Jul 16, 2020

What is the ketogenic diet?

Every elite athlete thrives on a thorough and nutritious diet. With a drive to achieve the best, athletes experiment with different diets to find the best results for themselves. One of the most intriguing and unique diets is the ketogenic, or keto diet. The Reach Outcomes team is determined to inform its athletes about the safest and most effective diet plans. With this in mind, our team dove into the details of the keto diet to offer a detailed list of what to know. Reach Outcomes understands that every athlete is unique and requires a diet plan that represents this. We do not recommend beginning any diet plans without explicit recommendations from a registered dietitian. However, our team is experienced and apt to provide athletes with an encompassing training plan for any and all diets.

The ketogenic diet is a diet consisting of only 1 percent of the individual’s intake from carbohydrates (less than 50 grams), 60 to 80 percent from fats and 20 to 40 percent from proteins. For starters, it is important for athletes, and all individuals, to understand that a ketogenic diet is a difficult diet to achieve, as it requires an individual to be in a keto-adapted state. This state, which is found via a blood test, is defined by a higher count of ketone particles in the bloodstream. While the typical amount of ketones does not exceed .3 millimoles per liter of blood, the amount of ketones of a keto-adapted individual is .5 to 3 millimoles per liter. To understand how to start a keto diet, it is important to realize that achieving this measurement is a must, and the time it takes to become keto-adapted varies greatly, with some achieving it in a few weeks, while it may take months for others. 

A diet low in carbohydrates is often mistaken for a keto-adapted state, but until ketosis is achieved, the ketogenic diet is not fully in effect. This discrepancy is due to the body’s response to its functions while in ketosis. While in most typical diets the body utilizes glucose as its source of energy, the body of an individual fully practicing a ketogenic diet is being powered by ketones produced in the liver. This process turns fats into ketones, which are then burned as the primary source of energy. The ketogenic diet’s heavy reliance on fat-originated ketones is a large contributor as to why this diet is effective in short-term weight loss. Intermittent fasting is also a common aspect of the keto diet, as the body naturally creates ketones during fasting stages. 
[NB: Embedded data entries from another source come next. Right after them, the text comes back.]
/// A schedulable execution context (§3 "Thread").
pub struct Thread {
    id: u64,
    state: IrqSafeSpinLock<ThreadState>,
    refcount: RefCount,
    interrupted: AtomicBool,
    cpu: AtomicUsize,
    park: Park,
    death_futex: IrqSafeSpinLock<Option<(Arc<crate::vm::AddressSpace>, crate::futex::DeathFutex)>>,
}

impl Thread {
    /// `thread_new(initializer, arg, stack_size, flags)`. The real trampoline
    /// / stack allocation is an arch + frame-allocator concern external to
    /// this crate (§1); this constructs the schedulable object in its
    /// documented initial state, `suspended`.
    pub fn new() -> Arc<Self> {
        Arc::new(Self {
            id: NEXT_THREAD_ID.fetch_add(1, Ordering::Relaxed),
            state: IrqSafeSpinLock::new(ThreadState::Suspended),
            refcount: RefCount::new(),
            interrupted: AtomicBool::new(false),
            cpu: AtomicUsize::new(0),
            park: Park::new(),
            death_futex: IrqSafeSpinLock::new(None),
        })
    }

    /// Unique, monotonically assigned thread id.
    pub fn id(&self) -> u64 {
        self.id
    }

    /// Current execution state.
    pub fn state(&self) -> ThreadState {
        *self.state.lock()
    }

    /// Mark the thread interrupted: any pending or future interruptible wait
    /// returns [`WakeCause::Signaled`] (`thread_interrupt`).
    pub fn interrupt(&self) {
        self.interrupted.store(true, Ordering::Release);
        self.park.signal(WakeCause::Signaled);
    }

    fn clear_interrupted(&self) -> bool {
        self.interrupted.swap(false, Ordering::AcqRel)
    }

    /// `futex_associate(address_space, address, channel, value)`: register a
    /// death-futex write/wake to run the next time this thread dies.
    /// Replaces any prior registration.
    pub fn set_death_futex(&self, space: Arc<crate::vm::AddressSpace>, registration: crate::futex::DeathFutex) {
        *self.death_futex.lock() = Some((space, registration));
    }

    /// Take this thread's death-futex registration, if any, leaving none
    /// behind. Used by [`Scheduler::kill`] exactly once per death.
    pub fn take_death_futex(&self) -> Option<(Arc<crate::vm::AddressSpace>, crate::futex::DeathFutex)> {
        self.death_futex.lock().take()
    }
}

/// Per-CPU run queue: a circular list of ready threads, head-first.
struct RunQueue {
    ready: VecDeque<Arc<Thread>>,
}

impl RunQueue {
    const fn new() -> Self {
        Self { ready: VecDeque::new() }
    }
}

// `PerCpu<T>::new` needs `T: Copy` to fill its backing array, which neither
// `RunQueue` nor `Option<Arc<Thread>>` are. Both per-CPU tables below use the
// standard "named const repeat" idiom instead: a `const` item of the slot
// type is re-evaluated once per array position by `[SLOT; N]`, which needs
// no `Copy` bound at all.
const EMPTY_RUN_QUEUE: IrqSafeSpinLock<RunQueue> = IrqSafeSpinLock::new(RunQueue::new());
const EMPTY_CURRENT: IrqSafeSpinLock<Option<Arc<Thread>>> = IrqSafeSpinLock::new(None);

/// The scheduler. One instance per kernel; owns every CPU's run queue and is
/// the sole place a caller actually blocks.
pub struct Scheduler {
    run_queues: [IrqSafeSpinLock<RunQueue>; MAX_CPUS],
    current: [IrqSafeSpinLock<Option<Arc<Thread>>>; MAX_CPUS],
}

impl Scheduler {
    /// Create an empty scheduler with every per-CPU run queue empty.
    pub const fn new() -> Self {
        Self { run_queues: [EMPTY_RUN_QUEUE; MAX_CPUS], current: [EMPTY_CURRENT; MAX_CPUS] }
    }

    fn queue_for(&self, cpu: usize) -> &IrqSafeSpinLock<RunQueue> {
        &self.run_queues[cpu]
    }

    fn queue(&self) -> &IrqSafeSpinLock<RunQueue> {
        self.queue_for(Current::current_cpu_id())
    }

    /// `sched_manage(thread)`: assign the thread to this CPU's run queue
    /// while leaving it suspended. Idempotent: returns
    /// [`Status::AlreadyInProgress`] if already managed (i.e. not
    /// `Suspended`).
    pub fn manage(&self, thread: &Arc<Thread>) -> Result<(), Status> {
        let state = thread.state.lock();
        if *state != ThreadState::Suspended {
            return Err(Status::AlreadyInProgress);
        }
        thread.cpu.store(Current::current_cpu_id(), Ordering::Relaxed);
        Ok(())
    }

    /// `thread_resume(thread)`: transition `suspended` → `ready`, placing it
    /// on its assigned CPU's run queue.
    pub fn resume(&self, thread: &Arc<Thread>) -> Result<(), Status> {
        let mut state = thread.state.lock();
        match *state {
            ThreadState::Suspended => {
                *state = ThreadState::Ready;
                drop(state);
                let cpu = thread.cpu.load(Ordering::Relaxed);
                self.queue_for(cpu).lock().ready.push_back(thread.clone());
                Ok(())
            }
            _ => Err(Status::AlreadyInProgress),
        }
    }

    /// The thread currently marked as running on the calling CPU, if the
    /// bootstrap/dispatch loop has registered one via [`Scheduler::set_current`].
    pub fn current(&self) -> Option<Arc<Thread>> {
        self.current[Current::current_cpu_id()].lock().clone()
    }

    /// Record `thread` as the one now executing on the calling CPU. Called
    /// by the (out-of-scope) dispatch loop after a context switch lands;
    /// exposed so [`Scheduler::suspend`] can tell a self-suspend from a
    /// suspend-another-thread request.
    pub fn set_current(&self, thread: Option<Arc<Thread>>) {
        *self.current[Current::current_cpu_id()].lock() = thread;
    }

    /// `thread_suspend(thread, interruptible)`. Suspending the calling thread
    /// blocks until another thread resumes it; suspending any other thread
    /// just flips its state back to `suspended` at its next safe point. This
    /// model has no asynchronous safe-point mechanism to defer to (no
    /// interrupt-return path exists outside hardware), so suspending another
    /// thread takes effect immediately under its state lock.
    pub fn suspend(&self, thread: &Arc<Thread>, interruptible: bool) -> Result<WakeCause, Status> {
        {
            let mut state = thread.state.lock();
            if *state == ThreadState::Dead {
                return Err(Status::PermanentOutage);
            }
            *state = ThreadState::Suspended;
        }
        let is_self = self.current().is_some_and(|current| Arc::ptr_eq(&current, thread));
        if is_self {
            let wq = WaitQueue::new();
            return Ok(self.wait_on(thread, &wq, None, interruptible));
        }
        Ok(WakeCause::Woken)
    }

    /// `thread_kill(thread)`: request death. If `thread` is the calling
    /// thread this does not return (the caller never observes `Dead` on
    /// itself); killing another thread marks it dead and wakes it if it was
    /// blocked, so it observes death at its next safe point.
    pub fn kill(&self, thread: &Arc<Thread>) {
        let mut state = thread.state.lock();
        *state = ThreadState::Dead;
        drop(state);
        if let Some((space, registration)) = thread.take_death_futex() {
            // This modeled address space doesn't back real memory a write
            // could land in (see `AddressSpace::load_relaxed`); the wake is
            // what carries the observable effect for a waiter (§4.C).
            crate::futex::run_death_futex(space.futex_table(), &registration, |_address, _value| {});
        }
        thread.park.signal(WakeCause::Signaled);
    }

    /// `thread_interrupt(thread)`.
    pub fn interrupt(&self, thread: &Arc<Thread>) {
        thread.interrupt();
    }

    /// `thread_wait_locked(thread, waitq)`: atomically register `thread` on
    /// `waitq` and block, non-interruptibly. On wake the thread returns to
    /// `Ready`.
    pub fn wait_locked(&self, thread: &Arc<Thread>, waitq: &WaitQueue) -> WakeCause {
        self.wait_on(thread, waitq, None, false)
    }

    /// Like [`Scheduler::wait_locked`], but returns [`WakeCause::Signaled`]
    /// immediately (or upon wake) when `interruptible` and the thread has
    /// been marked interrupted. Used by [`crate::sync::Semaphore::down`].
    pub fn wait_locked_checked(
        &self,
        thread: &Arc<Thread>,
        waitq: &WaitQueue,
        interruptible: bool,
    ) -> WakeCause {
        self.wait_on(thread, waitq, None, interruptible)
    }

    /// `thread_wait_timeout_locked(thread, waitq, timeout, timeout_type)`.
    pub fn wait_timeout_locked(
        &self,
        thread: &Arc<Thread>,
        waitq: &WaitQueue,
        timeout: Duration,
        timeout_type: TimeoutType,
        interruptible: bool,
    ) -> WakeCause {
        let relative = match timeout_type {
            TimeoutType::Relative => timeout,
            TimeoutType::AbsoluteMonotonic => {
                let now = crate::timer::MONOTONIC.timestamp_read();
                timeout.saturating_sub(now)
            }
        };
        self.wait_on(thread, waitq, Some(relative), interruptible)
    }

    fn wait_on(
        &self,
        thread: &Arc<Thread>,
        waitq: &WaitQueue,
        timeout: Option<Duration>,
        interruptible: bool,
    ) -> WakeCause {
        if interruptible && thread.clear_interrupted() {
            return WakeCause::Signaled;
        }
        {
            let mut state = thread.state.lock();
            *state = ThreadState::Blocked;
        }
        let park = thread.park.clone_handle();
        let waiter = waitq.wait(move || park.signal(WakeCause::Woken));
        let cause = thread.park.park(timeout);
        if cause != WakeCause::Woken {
            waitq.unwait(waiter);
        }
        {
            let mut state = thread.state.lock();
            if *state != ThreadState::Dead {
                *state = ThreadState::Ready;
            }
        }
        if interruptible && cause != WakeCause::Signaled && thread.clear_interrupted() {
            return WakeCause::Signaled;
        }
        cause
    }
}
One of the most notable keto diet side effects is the “keto flu.” This term refers to the side effects individuals experience in the beginning stages of pursuing ketosis, and eventually, the ketogenic diet. The symptoms and severity of the keto flu can vary for each person, but generally, these symptoms will arise within a few days of the pursuit of ketosis and last for about a week. Some of the most common symptoms of the keto flu include nausea and vomiting, headaches, muscle weakness and cramps, as well as several others. 

The keto diet can be highly effective in promoting weight loss, especially in short periods of time, and is a good option for receiving energy quickly, due to the way the body breaks down the ketones. Due to its efficient ability to burn fat, this plan could be helpful in offseason areas to lose weight. However, the keto diet will likely not be an incredibly effective option for most athletes. Weight gain is extremely difficult while functioning on this diet, and therefore, it is not recommended while in any competition or pre-competition phases. If an athlete is in either of these phases while practicing the keto diet, incorporating carbohydrate timing into workouts and meals can help to counter this issue.

Each athlete is unique and requires a diet that supports this, as well as guidance from experienced health experts. If you are interested in using the keto diet, Reach Outcomes encourages a thorough examination of other similar diets, including a low carb diet, as well as consultation with one’s health provider and experienced dietitians. A lower-carb diet does not require ketosis to be achieved and operates on 10 to 30 percent of the daily intake from carbs (50 to 150 grams) and is also beneficial in short-time weight loss. We welcome athletes functioning on all diets and are adept team can provide the perfect routine to complement any diet.